HTC’s take on the Android 4.0 launcher offers positives and negatives. When you long press on the homescreen, you are taken to the ability to place widgets on the screen, something stock Android made worse by hiding the widgets in the app drawer. I find this whole experience to be an improvement over the stock experience. Just like stock Android, when you place multiple apps on top of one another they create a folder. In sense, that folder is displayed with a four pane grid, with the first four apps in the folder showing up in the grid. If you don’t have four apps in the folder, you wind up with tiny icons and blank spaces that don’t look very good. I prefer the stock look and feel to folders, but I doubt this is something that will bother most.

In previous versions of Sense, you were able to choose apps that went on your lockscreen, so that you could launch apps from the lockscreen. It’s a brilliant idea, and one that I use over and over again. Unfortunately, Sense 4 gets in the way of the feature by not allowing you to choose your four apps. Instead, Sense 4 just scrapes whatever you have in the four spaces on your launcher, and makes those items your lockscreen apps. This isn’t a terrible idea, at least until you place folders in your launcher (which I do frequently). The end result is a folder on your lockscreen that doesn’t allow you to launch an app, but instead just unlocks the phone and opens the folder. Your two options for this feature are to disable it entirely, or allow it to grab the apps from your launcher, which is a serious decline in function from previous versions.

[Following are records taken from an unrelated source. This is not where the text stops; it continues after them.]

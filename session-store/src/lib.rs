//! Persistence for review sessions and upload jobs.
//!
//! Two tables are the system of record: `review_sessions` (one row per task,
//! carrying the packed graph state) and `upload_jobs` (one row per file
//! ingestion). Each store has two behaviorally equivalent backends:
//!
//! - **PostgREST** (Supabase-style) over `reqwest`, all writes idempotent
//!   upserts,
//! - **in-memory** maps, used as a fallback when no store is configured and
//!   as the mirror that keeps a run alive when persistence fails.
//!
//! Graph state is packed before it is written: plain JSON up to 5 MiB, then
//! transcript-pruned, then gzip+base64, then a minimal resume skeleton.

pub mod errors;
pub mod pack;
pub mod postgrest;
pub mod session;
pub mod upload;

pub use errors::{StoreError, StoreResult};
pub use pack::{pack_graph_state, unpack_graph_state};
pub use postgrest::PostgrestClient;
pub use session::{SessionMeta, SessionRow, SessionStatus, SessionStore};
pub use upload::{JobStatus, UploadJob, UploadJobStore};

My final point of contention with Sense is their new keyboard. HTC has always had a unique keyboard on their phones, often delivering great new features and improving on the existing designs for the Android keyboard layout. The Sense 4 keyboard is a strange, limited amalgam of their previous IME keyboard and Swype, the popular draw-to-type keyboard from Nuance. The Swype-like functions are a little on the slow side, and don’t offer even remotely accurate second and third guesses for words when you get something wrong. If you try to type something in a URL bar, the Swype-like function goes away entirely. Using the stock keyboard as a keyboard, forgetting the drawing functions, delivers a good enough experience, but this attempt to put Swype on their phones without actually putting Swype on their phones is pretty sad.

Final Thoughts

If you are on T-Mobile and looking for your next smartphone, you won’t find anything better than the One S. The hardware design is light years ahead of HTC’s competition, and while I am disappointed in the lack of NFC, T-Mobile hasn’t really given that technology a whole lot of thought anyway, so it’s less likely to be useful to a T-Mobile customer.

Nothing on T-Mobile comes even close to competing with this phone, and hopefully that sends a clear message to HTC’s competition: they need to up their game. HTC’s Sense UI took an unfortunately turn for the less functional, but all told I’m sure users that are new to Android will enjoy the experience.

The HTC One is on T-Mobile for $199 with a new contract — it’s worth every penny.